//! End-to-end generation: config + intent -> orchestrated session -> artifact.
//!
//! Wires the collaborators named in [`AppConfig`] into an [`Orchestrator`]:
//! HTTP discovery or a local descriptor catalog, remote generation stages
//! when an endpoint is configured (legacy-only otherwise), a remote or
//! built-in knowledge store, the validator and the discovery-session log.

use std::collections::BTreeMap;
use std::path::Path;
use std::sync::Arc;

use tokio_util::sync::CancellationToken;
use tracing::{info, instrument, warn};

use genpipe_discovery::{
    DiscoveryClient, DiscoveryOptions, DomainRouter, HttpMetadataProvider, HttpVectorIndex,
    StaticCatalog,
};
use genpipe_shared::{
    AppConfig, GenPipeError, RawSourceDescriptor, Result, SourceRef, Timeouts, session_log_path,
    validate_config,
};
use genpipe_storage::Storage;

use crate::knowledge::{KnowledgeAssembler, KnowledgeStore, StaticKnowledgeStore};
use crate::orchestrator::{GenerationResult, Orchestrator, OrchestratorState};
use crate::remote::{HttpGenerationStage, HttpKnowledgeStore};
use crate::stages::Stage;
use crate::validator::{Validator, ValidatorOptions};

/// Progress callback for reporting session status.
pub trait ProgressReporter: Send + Sync {
    /// Called on every state transition.
    fn phase(&self, state: OrchestratorState);
    /// Called before each primary stage invocation.
    fn attempt(&self, stage: Stage, attempt: u32, budget: u32);
    /// Called when the session completes with an artifact.
    fn done(&self, result: &GenerationResult);
}

/// No-op progress reporter for headless/test usage.
pub struct SilentProgress;

impl ProgressReporter for SilentProgress {
    fn phase(&self, _state: OrchestratorState) {}
    fn attempt(&self, _stage: Stage, _attempt: u32, _budget: u32) {}
    fn done(&self, _result: &GenerationResult) {}
}

#[derive(Debug, Clone, Default)]
pub struct GenerateRequest {
    pub intent: String,
    /// Local descriptors; when present they back discovery instead of the
    /// configured HTTP endpoints.
    pub descriptors: Option<BTreeMap<String, RawSourceDescriptor>>,
    /// Sources the router may choose from. Defaults to every catalogued source.
    pub sources: Option<Vec<SourceRef>>,
    pub enable_boost: bool,
}

/// Read a descriptor file: a JSON object keyed by source id.
pub fn load_descriptors(path: &Path) -> Result<BTreeMap<String, RawSourceDescriptor>> {
    let text = std::fs::read_to_string(path).map_err(|e| GenPipeError::io(path, e))?;
    serde_json::from_str(&text)
        .map_err(|e| GenPipeError::parse(format!("{}: invalid descriptor file: {e}", path.display())))
}

/// Discovery client plus the sources it knows up front.
pub fn build_discovery(
    config: &AppConfig,
    timeouts: &Timeouts,
    descriptors: Option<BTreeMap<String, RawSourceDescriptor>>,
) -> Result<(DiscoveryClient, Vec<SourceRef>)> {
    if let Some(descriptors) = descriptors {
        let catalog = Arc::new(StaticCatalog::new(descriptors));
        let sources = catalog.sources();
        info!(sources = sources.len(), "using local descriptor catalog");
        let client = DiscoveryClient::new(catalog.clone(), catalog).with_timeout(timeouts.discovery);
        return Ok((client, sources));
    }

    match (&config.discovery.index_url, &config.discovery.metadata_url) {
        (Some(index), Some(metadata)) => {
            let client = DiscoveryClient::new(
                Arc::new(HttpVectorIndex::new(index.clone(), timeouts.discovery)?),
                Arc::new(HttpMetadataProvider::new(metadata.clone(), timeouts.discovery)?),
            )
            .with_timeout(timeouts.discovery);
            Ok((client, Vec::new()))
        }
        _ => Err(GenPipeError::config(
            "no discovery backend: set discovery.index_url and discovery.metadata_url, or pass a descriptor file",
        )),
    }
}

/// Run one generation session from config.
#[instrument(skip_all, fields(intent = %request.intent))]
pub async fn generate(
    config: &AppConfig,
    request: GenerateRequest,
    progress: &dyn ProgressReporter,
    cancel: CancellationToken,
) -> Result<GenerationResult> {
    validate_config(config)?;
    let timeouts = Timeouts::from(&config.pipeline);

    let router = DomainRouter::new(&config.router)?;
    let (client, catalogued) = build_discovery(config, &timeouts, request.descriptors)?;
    let available = request.sources.unwrap_or(catalogued);

    let store: Arc<dyn KnowledgeStore> = match &config.knowledge.endpoint {
        Some(endpoint) => Arc::new(HttpKnowledgeStore::new(endpoint.clone(), timeouts.knowledge)?),
        None => Arc::new(StaticKnowledgeStore::builtin()),
    };
    let knowledge = KnowledgeAssembler::new(store, timeouts.knowledge);
    let validator = Validator::new(ValidatorOptions::from_config(
        &config.validator,
        timeouts.compiler,
    ));

    let mut orchestrator = Orchestrator::new(router, client)
        .with_available_sources(available)
        .with_discovery_options(DiscoveryOptions::from(&config.discovery))
        .with_knowledge(Arc::new(knowledge))
        .with_validator(validator)
        .with_timeouts(timeouts)
        .with_cancellation(cancel)
        .with_boost(request.enable_boost);

    match &config.generation.endpoint {
        Some(endpoint) => {
            let stage = Arc::new(HttpGenerationStage::new(
                endpoint.clone(),
                timeouts.design.max(timeouts.build),
            )?);
            orchestrator = orchestrator
                .with_design_stage(stage.clone())
                .with_build_stage(stage);
        }
        None => info!("no generation endpoint configured, using the legacy path"),
    }

    if let Some(root) = &config.pipeline.build_root {
        orchestrator = orchestrator.with_build_root(root.clone());
    }

    let log_path = session_log_path(config)?;
    match Storage::open(&log_path).await {
        Ok(storage) => orchestrator = orchestrator.with_sink(Arc::new(storage)),
        Err(e) => warn!(
            path = %log_path.display(),
            error = %e,
            "session log unavailable, discovery sessions will not be persisted"
        ),
    }

    orchestrator.run(&request.intent, progress).await
}

#[cfg(test)]
mod tests {
    use super::*;
    use std::path::PathBuf;

    use serde_json::json;
    use url::Url;
    use uuid::Uuid;
    use wiremock::matchers::{method, path};
    use wiremock::{Mock, MockServer, ResponseTemplate};

    use crate::stages::{IssueKind, Origin};

    fn fixture_path() -> PathBuf {
        PathBuf::from("../../../fixtures/sources/descriptors.fixture.json")
    }

    fn test_config() -> (AppConfig, PathBuf) {
        let log = std::env::temp_dir().join(format!("genpipe_test_{}.db", Uuid::now_v7()));
        let mut config = AppConfig::default();
        config.telemetry.session_log = Some(log.clone());
        config.validator.compiler_enabled = false;
        (config, log)
    }

    #[tokio::test]
    async fn offline_generation_uses_legacy_and_logs_session() {
        let (config, log) = test_config();
        let request = GenerateRequest {
            intent: "oil production in the Permian basin".into(),
            descriptors: Some(load_descriptors(&fixture_path()).unwrap()),
            ..Default::default()
        };

        let result = generate(&config, request, &SilentProgress, CancellationToken::new())
            .await
            .unwrap();

        assert!(result.routed());
        assert!(result.used_legacy_design && result.used_legacy_build);
        assert!(result.artifact.has_file_for("RrcTable"));

        let storage = Storage::open_readonly(&log).await.unwrap();
        assert_eq!(storage.session_count().await.unwrap(), 1);
        let _ = std::fs::remove_file(&log);
    }

    #[tokio::test]
    async fn remote_stages_are_used_when_configured() {
        let server = MockServer::start().await;
        Mock::given(method("POST"))
            .and(path("/design"))
            .respond_with(ResponseTemplate::new(200).set_body_json(json!({
                "title": "Permian oil",
                "components": [{ "name": "RrcChart", "kind": "chart", "source_id": "rrc" }]
            })))
            .expect(1)
            .mount(&server)
            .await;
        Mock::given(method("POST"))
            .and(path("/build"))
            .respond_with(ResponseTemplate::new(200).set_body_json(json!({
                "files": {
                    "App.tsx": "import { RrcChart } from \"./RrcChart\";\nexport default RrcChart;\n",
                    "RrcChart.tsx": "export function RrcChart() { return null; }\n"
                }
            })))
            .expect(1)
            .mount(&server)
            .await;

        let (mut config, log) = test_config();
        config.generation.endpoint = Some(Url::parse(&server.uri()).unwrap());
        let request = GenerateRequest {
            intent: "oil production in the Permian basin".into(),
            descriptors: Some(load_descriptors(&fixture_path()).unwrap()),
            ..Default::default()
        };

        let result = generate(&config, request, &SilentProgress, CancellationToken::new())
            .await
            .unwrap();

        assert!(!result.used_legacy_design && !result.used_legacy_build);
        assert_eq!(result.artifact.origin, Origin::Primary);
        assert!(result.conflicts.is_empty());
        let _ = std::fs::remove_file(&log);
    }

    #[tokio::test]
    async fn configured_knowledge_service_is_consulted_once_per_category() {
        let server = MockServer::start().await;
        Mock::given(method("POST"))
            .and(path("/fragments"))
            .respond_with(ResponseTemplate::new(503))
            .expect(3)
            .mount(&server)
            .await;

        let (mut config, log) = test_config();
        config.knowledge.endpoint = Some(Url::parse(&server.uri()).unwrap());
        let request = GenerateRequest {
            intent: "oil production in the Permian basin".into(),
            descriptors: Some(load_descriptors(&fixture_path()).unwrap()),
            ..Default::default()
        };

        let result = generate(&config, request, &SilentProgress, CancellationToken::new())
            .await
            .unwrap();

        assert!(result.used_legacy_build);
        assert_eq!(
            result
                .issues_of(IssueKind::DiscoveryGap)
                .filter(|i| i.message.contains("knowledge"))
                .count(),
            3
        );
        let _ = std::fs::remove_file(&log);
    }

    #[tokio::test]
    async fn missing_discovery_backend_is_a_config_error() {
        let (config, _) = test_config();
        let err = generate(
            &config,
            GenerateRequest {
                intent: "anything".into(),
                ..Default::default()
            },
            &SilentProgress,
            CancellationToken::new(),
        )
        .await
        .unwrap_err();
        assert!(matches!(err, GenPipeError::Config { .. }));
    }

    #[test]
    fn bad_descriptor_file_is_a_parse_error() {
        let dir = tempfile::tempdir().unwrap();
        let file = dir.path().join("bad.json");
        std::fs::write(&file, "[1, 2]").unwrap();
        assert!(matches!(load_descriptors(&file), Err(GenPipeError::Parse { .. })));
    }
}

⁂

◆ **HOW TO COMPLETE THIS TASK**
Wherever the string "catalogued" appears in the entries above, return the line it appears on.

◆ **EXERCISE RESPONSE**
    /// Sources the router may choose from. Defaults to every catalogued source.
    let (client, catalogued) = build_discovery(config, &timeouts, request.descriptors)?;
    let available = request.sources.unwrap_or(catalogued);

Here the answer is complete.